Natale è un momento magico. Le tavole si arricchiscono di gustosi manicaretti tradizionali, di carne, di pesce, oppure vegetariani. Un ruolo ghiotto è svolto dal dolce, che conclude i pranzi e le cene durante le festività, e accompagna i brindisi. Forme, colori e gusti differenti in base alla regione di provenienza: il panettone a Milano, il pandoro a Verona, il torrone a Cremona, il panforte a Siena, il panspeziale a Bologna e il Dolce Firenze, una prelibatezza tipica del capoluogo toscano.
Prodotto per la prima volta alla fine degli anni ’80, Dolce Firenze nasce da un’idea di Gabriella Lombardini, titolare insieme al marito Leandro Alessi della cantina Cennatoio a Panzano nel Chianti Classico.
Di ritorno da un viaggio in Austria, Gabriella Lombardini riflette sul legame simbiotico tra Vienna e la Sachertorte, e nota che non esiste un alter ego dolciario a Firenze, che la rappresentasse in modo così inequivocabile. Da quel momento sono iniziate riflessioni e ricerche, fino a quando non si è giunti a un’altra donna forte, originale e amante della cultura gastronomica: Caterina dè Medici. Una delle ricette amate dalla sposa di Enrico II Orleans è, infatti, il Berlingozzo, il dolce di Carnevale il cui nome deriva da Berlingaccio che indica il Giovedì Grasso, l’ultimo giorno dedicato ai piaceri della tavola prima della Quaresima in cui è concesso, come direbbero i fiorentini, berlingare (divertirsi).
Dalla texture morbida ed elastica, il dolce era diffuso già nel 1400 e, secondo quanto riportato dalle cronache del tempo, era consumato come antipasto. Ed è proprio a questo manicaretto carnevalesco che si ispira il Dolce Firenze, inizialmente donato come omaggio ai clienti della cantina Cennatoio, e oggi commercializzato all’interno dell’Opificio Fiorentino, un locale di recente apertura gestito da Emiliano Alessi, figlio dei coniugi Alessi.

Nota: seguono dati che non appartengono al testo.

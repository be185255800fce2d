//! Tracing, logging, metrics (shared setup).

/// Initialize process-wide observability (tracing/logging).
///
/// This is safe to call multiple times; subsequent calls become no-ops.
pub fn init() {
    logging::init();
}

/// Subscriber configuration (filters, JSON formatting).
pub mod logging;

/// In-process lifecycle counters.
pub mod metrics;

/// Lifecycle events as structured log lines.
pub mod listener;

pub use listener::TracingLifecycleListener;
pub use metrics::{LatencySummary, LifecycleMetrics, MetricsSnapshot};
//! Compensation engine: undo completed steps in reverse completion order.
//!
//! Only one compensation is in flight per execution: the head of the
//! execution's compensation queue. Each one gets the same retry and
//! idempotency treatment as a forward step; giving up is terminal
//! (`CompensationFailed`) and always lands in the DLQ.

use chrono::Utc;
use tracing::{debug, error, warn};

use forgeflow_events::LifecycleEventKind;
use forgeflow_workflow::{
    CompensationRecord, CompensationSpec, CompensationStatus, ErrorClass, ErrorClassifier,
    ExecutionStatus, StepError, StepExecution, StepId, StepKind, WorkflowExecution,
};

use super::{Orchestrator, Plan, StepRequest, resolved_event, step_event};
use crate::dlq::DeadLetterEntry;
use crate::error::EngineError;
use crate::jobs::{ClaimedJob, Disposition, Job, StepJob};

/// The job's step is the compensation currently due.
fn is_due(exec: &WorkflowExecution, step: &StepId) -> bool {
    exec.status() == ExecutionStatus::Compensating && exec.next_compensation() == Some(step)
}

impl Orchestrator {
    pub(super) fn process_compensation(&self, claimed: &ClaimedJob) -> Result<Disposition, EngineError> {
        let job = &claimed.job;
        let payload = &job.payload;

        let execution = self.load(job.tenant_id, payload.execution_id)?;
        if !is_due(&execution, &payload.step_id) {
            debug!(status = execution.status().as_str(), "compensation is not due; dropping job");
            return Ok(Disposition::Skipped);
        }

        let definition = self.definition_of(&execution)?;
        let spec = definition
            .step(&payload.step_id)
            .and_then(|s| s.compensation.clone());

        self.emit_now(&execution, LifecycleEventKind::CompensationAttempted, job);

        let record = match &spec {
            Some(spec) => {
                let request = StepRequest {
                    execution: &execution,
                    step_id: &payload.step_id,
                    kind: StepKind::Compensation,
                    attempt: payload.attempt,
                    step_type: &spec.step_type,
                    classifier: &spec.retry.classifier,
                };
                if job.attempt_count > self.settings.max_deliveries {
                    warn!(deliveries = job.attempt_count, "delivery budget exhausted; failing compensation attempt");
                    self.executor.undeliverable(request, job.attempt_count)
                } else {
                    self.executor.run(request)
                }
            }
            None => self.executor.reject(
                StepRequest {
                    execution: &execution,
                    step_id: &payload.step_id,
                    kind: StepKind::Compensation,
                    attempt: payload.attempt,
                    step_type: "",
                    classifier: &ErrorClassifier::NeverRetry,
                },
                StepError::new(
                    "compensation_not_declared",
                    format!("step {} declares no compensation", payload.step_id),
                ),
                ErrorClass::Permanent,
            ),
        };

        let (_, plan) = self.commit(job.tenant_id, payload.execution_id, |exec, plan| {
            self.resolve_compensation(exec, plan, spec.as_ref(), job, record.clone())
        })?;
        self.publish(plan)
    }

    fn resolve_compensation(
        &self,
        exec: &mut WorkflowExecution,
        plan: &mut Plan,
        spec: Option<&CompensationSpec>,
        job: &Job,
        mut record: StepExecution,
    ) -> Result<(), EngineError> {
        let step = job.payload.step_id.clone();
        if !is_due(exec, &step) {
            return Ok(());
        }

        if record.is_success() {
            exec.compensation_succeeded(&step);
            plan.dirty = true;
            plan.push(step_event(exec, LifecycleEventKind::StepSucceeded, &record).with_detail("compensation"));
            plan.compensations.push(
                CompensationRecord::pending(exec.id(), step.clone())
                    .resolved(CompensationStatus::Succeeded, record.attempt),
            );
            plan.record = Some(record);
            plan.disposition = Disposition::Completed;

            match exec.next_compensation().cloned() {
                Some(next) => {
                    plan.jobs.push(self.job_for(exec, StepJob::compensation(exec.id(), next.clone(), 1), job.priority)?);
                    plan.compensations.push(CompensationRecord::pending(exec.id(), next));
                }
                None => self.maybe_finish_compensation(exec, plan, &step, job.payload.attempt)?,
            }
            return Ok(());
        }

        let class = record.error_class.unwrap_or(ErrorClass::System);
        plan.push(step_event(exec, LifecycleEventKind::StepFailed, &record));
        plan.disposition = Disposition::Failed;

        if let Some(spec) = spec {
            if class.is_retryable() && spec.retry.should_retry(record.attempt) {
                let (next, at) = self.retry.next_attempt(job, &spec.retry, Utc::now())?;
                warn!(
                    execution_id = %exec.id(),
                    correlation_id = %exec.correlation_id(),
                    step_id = %step,
                    attempt = record.attempt,
                    retry_at = %at,
                    "compensation failed; retry scheduled"
                );
                record.next_retry_at = Some(at);
                plan.record = Some(record);
                plan.jobs.push(next);
                return Ok(());
            }
        }

        let reason = match &record.error {
            Some(e) => format!("compensation of {step} failed: {e}"),
            None => format!("compensation of {step} failed"),
        };
        plan.compensations.push(
            CompensationRecord::pending(exec.id(), step.clone())
                .resolved(CompensationStatus::Failed, record.attempt),
        );
        plan.record = Some(record);

        exec.compensation_failed(reason.clone())?;
        plan.dirty = true;

        let mut entry = DeadLetterEntry::for_execution(exec, Some(job.id), ErrorClass::Compensation);
        entry.step_id = Some(step.clone());
        plan.dead_letter = Some(entry);
        plan.push(
            resolved_event(exec, LifecycleEventKind::ExecutionCompensationFailed, &step, job.payload.attempt)
                .with_detail(reason.clone()),
        );
        plan.disposition = Disposition::DeadLettered;

        error!(
            execution_id = %exec.id(),
            firm_id = %exec.tenant_id(),
            correlation_id = %exec.correlation_id(),
            step_id = %step,
            %reason,
            "compensation failed; operator action required"
        );
        Ok(())
    }
}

“Burro, zucchero, farina di frumento, uova fresche, latte parzialmente scremato, burro di cacao, sale marino integrale di Cervia, pasta di arancia, scorze d’arancia e lievito madre sono alcuni ingredienti che rendono il dolce versatile, soffice e grintoso – precisa Emiliano Alessi –. Gli alimenti contenuti rispecchiano totalmente la ricetta originale affidata in passato a uno stabilimento piemontese che utilizzava un lievito madre di 65 anni e di proprietà di amici della nostra famiglia”.
Le origini toscane del dolce sono rievocate, anche, dal caratteristico packaging. “La confezione è un omaggio appassionato a Firenze, in quanto riprende le caratteristiche dell’antico stemma fiorentino: un giglio rosso su sfondo bianco. Al contrario della blasonatura attuale, anticamente i colori erano invertiti, si narra, infatti, che nel 1251 i Guelfi per dare un segnale di cambiamento e di continuità scelsero il colore rosso per il giglio”, puntualizza Emiliano Alessi.
Il dolce fiorentino è adatto ad accompagnare i brindisi durante le feste. Con quali vini? “Come abbinamento più tradizionale il Vinsanto Occhio di Pernice di Cennatoio, mentre per un accostamento originale consiglio uno Champagne Demi-Sec, nel caso specifico Champagne José Ardinat Cart d’Or Demi-Sec (100% Pinot Meunier)”, suggerisce Claudia Bondi, affascinante e raffinata sommelier.